→ **The data**
Start of Block

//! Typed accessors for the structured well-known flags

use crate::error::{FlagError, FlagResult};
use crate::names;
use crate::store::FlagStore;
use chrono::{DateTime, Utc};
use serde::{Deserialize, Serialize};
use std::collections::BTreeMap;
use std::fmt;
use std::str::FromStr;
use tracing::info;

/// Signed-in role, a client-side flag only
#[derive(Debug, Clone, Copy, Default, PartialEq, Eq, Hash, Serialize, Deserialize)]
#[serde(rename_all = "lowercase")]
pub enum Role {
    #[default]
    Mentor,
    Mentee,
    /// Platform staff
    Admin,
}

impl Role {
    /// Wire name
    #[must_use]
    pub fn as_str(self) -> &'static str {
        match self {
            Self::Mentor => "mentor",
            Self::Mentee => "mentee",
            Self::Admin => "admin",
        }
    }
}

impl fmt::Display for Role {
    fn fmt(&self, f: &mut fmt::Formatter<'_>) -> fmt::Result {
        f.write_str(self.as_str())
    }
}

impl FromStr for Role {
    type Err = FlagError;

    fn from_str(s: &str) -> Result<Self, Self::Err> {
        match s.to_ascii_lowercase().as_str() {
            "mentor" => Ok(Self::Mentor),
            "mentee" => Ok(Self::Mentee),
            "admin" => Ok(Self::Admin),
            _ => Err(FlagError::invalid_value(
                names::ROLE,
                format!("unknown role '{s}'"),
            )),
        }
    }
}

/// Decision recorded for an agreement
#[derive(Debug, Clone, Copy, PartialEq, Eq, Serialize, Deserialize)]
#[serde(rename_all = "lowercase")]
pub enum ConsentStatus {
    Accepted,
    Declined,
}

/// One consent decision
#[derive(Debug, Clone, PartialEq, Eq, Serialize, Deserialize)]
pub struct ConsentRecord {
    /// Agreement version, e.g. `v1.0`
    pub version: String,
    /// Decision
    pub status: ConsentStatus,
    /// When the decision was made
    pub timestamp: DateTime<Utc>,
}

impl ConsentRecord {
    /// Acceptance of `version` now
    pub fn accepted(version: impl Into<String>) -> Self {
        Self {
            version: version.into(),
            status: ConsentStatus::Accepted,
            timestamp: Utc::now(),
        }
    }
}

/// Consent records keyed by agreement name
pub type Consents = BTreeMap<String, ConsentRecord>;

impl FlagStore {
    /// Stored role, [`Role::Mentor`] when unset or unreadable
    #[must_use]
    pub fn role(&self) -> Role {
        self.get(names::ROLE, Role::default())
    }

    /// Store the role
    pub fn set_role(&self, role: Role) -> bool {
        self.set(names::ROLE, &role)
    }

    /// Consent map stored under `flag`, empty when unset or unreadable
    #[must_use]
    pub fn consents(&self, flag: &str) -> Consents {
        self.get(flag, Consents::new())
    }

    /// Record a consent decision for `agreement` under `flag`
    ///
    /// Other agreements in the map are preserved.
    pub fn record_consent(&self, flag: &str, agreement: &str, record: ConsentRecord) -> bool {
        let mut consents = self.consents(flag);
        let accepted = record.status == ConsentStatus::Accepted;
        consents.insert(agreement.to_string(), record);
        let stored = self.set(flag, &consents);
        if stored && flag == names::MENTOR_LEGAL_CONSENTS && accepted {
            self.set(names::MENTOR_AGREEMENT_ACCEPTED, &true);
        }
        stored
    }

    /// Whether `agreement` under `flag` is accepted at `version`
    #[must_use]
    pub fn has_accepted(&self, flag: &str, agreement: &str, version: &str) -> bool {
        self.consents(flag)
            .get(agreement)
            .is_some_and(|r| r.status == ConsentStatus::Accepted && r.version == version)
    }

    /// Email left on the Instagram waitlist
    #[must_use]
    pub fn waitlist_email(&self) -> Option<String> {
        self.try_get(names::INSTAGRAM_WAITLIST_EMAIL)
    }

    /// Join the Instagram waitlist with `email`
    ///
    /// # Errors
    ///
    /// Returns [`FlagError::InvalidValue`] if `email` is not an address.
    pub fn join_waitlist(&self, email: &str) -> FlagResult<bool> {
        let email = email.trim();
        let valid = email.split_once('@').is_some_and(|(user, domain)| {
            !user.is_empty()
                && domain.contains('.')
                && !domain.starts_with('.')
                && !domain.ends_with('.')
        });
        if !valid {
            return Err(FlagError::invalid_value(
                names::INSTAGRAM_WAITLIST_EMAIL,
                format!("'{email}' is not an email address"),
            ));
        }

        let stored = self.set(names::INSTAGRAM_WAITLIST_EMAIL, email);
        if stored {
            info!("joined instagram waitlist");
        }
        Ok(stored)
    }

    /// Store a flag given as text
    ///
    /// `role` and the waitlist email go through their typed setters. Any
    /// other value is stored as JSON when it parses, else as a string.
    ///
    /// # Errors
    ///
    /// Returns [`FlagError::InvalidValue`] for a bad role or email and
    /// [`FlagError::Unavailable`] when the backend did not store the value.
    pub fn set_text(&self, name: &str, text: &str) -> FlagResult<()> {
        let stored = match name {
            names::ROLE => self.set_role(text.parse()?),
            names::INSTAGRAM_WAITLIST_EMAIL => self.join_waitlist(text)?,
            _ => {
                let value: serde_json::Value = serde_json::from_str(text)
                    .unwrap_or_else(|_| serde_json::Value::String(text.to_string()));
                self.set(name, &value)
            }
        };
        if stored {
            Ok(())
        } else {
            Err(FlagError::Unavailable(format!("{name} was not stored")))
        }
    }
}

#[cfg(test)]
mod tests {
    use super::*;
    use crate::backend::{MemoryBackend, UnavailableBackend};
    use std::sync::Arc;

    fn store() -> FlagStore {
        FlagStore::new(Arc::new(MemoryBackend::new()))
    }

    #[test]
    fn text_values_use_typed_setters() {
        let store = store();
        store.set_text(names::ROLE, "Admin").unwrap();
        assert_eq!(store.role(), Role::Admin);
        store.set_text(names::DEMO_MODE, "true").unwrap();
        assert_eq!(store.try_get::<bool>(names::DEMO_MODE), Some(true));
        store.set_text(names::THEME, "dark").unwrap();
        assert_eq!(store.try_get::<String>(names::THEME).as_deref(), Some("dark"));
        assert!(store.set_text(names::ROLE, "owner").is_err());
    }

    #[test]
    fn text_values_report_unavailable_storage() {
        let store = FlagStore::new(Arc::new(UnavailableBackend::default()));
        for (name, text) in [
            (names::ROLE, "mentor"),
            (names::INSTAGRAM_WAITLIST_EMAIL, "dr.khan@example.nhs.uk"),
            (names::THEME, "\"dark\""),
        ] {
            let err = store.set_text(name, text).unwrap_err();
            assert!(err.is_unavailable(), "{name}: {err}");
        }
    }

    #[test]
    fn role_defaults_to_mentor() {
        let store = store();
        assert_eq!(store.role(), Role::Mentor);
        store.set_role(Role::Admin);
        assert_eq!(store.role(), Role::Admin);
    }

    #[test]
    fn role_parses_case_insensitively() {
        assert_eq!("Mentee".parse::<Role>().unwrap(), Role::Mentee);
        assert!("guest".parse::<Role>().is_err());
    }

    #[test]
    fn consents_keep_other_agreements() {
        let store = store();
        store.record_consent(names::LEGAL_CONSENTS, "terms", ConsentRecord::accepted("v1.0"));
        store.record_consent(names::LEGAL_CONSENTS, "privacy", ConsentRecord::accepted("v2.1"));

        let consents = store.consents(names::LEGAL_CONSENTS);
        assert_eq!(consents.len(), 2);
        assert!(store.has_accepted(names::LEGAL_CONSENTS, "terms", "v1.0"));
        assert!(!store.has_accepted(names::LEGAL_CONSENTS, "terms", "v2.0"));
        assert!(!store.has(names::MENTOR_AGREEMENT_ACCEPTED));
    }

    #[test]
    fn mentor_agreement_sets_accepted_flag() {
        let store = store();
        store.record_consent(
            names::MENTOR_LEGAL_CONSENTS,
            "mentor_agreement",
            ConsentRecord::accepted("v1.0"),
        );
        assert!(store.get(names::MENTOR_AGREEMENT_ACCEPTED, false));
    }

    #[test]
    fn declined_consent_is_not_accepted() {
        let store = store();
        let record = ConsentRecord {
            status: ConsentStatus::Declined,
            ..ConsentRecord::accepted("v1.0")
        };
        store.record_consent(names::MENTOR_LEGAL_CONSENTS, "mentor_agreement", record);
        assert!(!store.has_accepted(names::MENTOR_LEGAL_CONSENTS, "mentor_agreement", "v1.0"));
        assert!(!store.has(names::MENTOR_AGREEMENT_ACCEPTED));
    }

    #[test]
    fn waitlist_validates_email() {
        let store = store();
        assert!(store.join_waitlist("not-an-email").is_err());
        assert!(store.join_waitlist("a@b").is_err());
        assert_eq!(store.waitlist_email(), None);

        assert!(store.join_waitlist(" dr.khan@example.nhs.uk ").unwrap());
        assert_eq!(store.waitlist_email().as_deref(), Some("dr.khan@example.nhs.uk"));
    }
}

End of Block

→ **Task goal**
Only a number is expected: how many lines of the data include the string "UnavailableBackend".

→ **Solved exercise**
2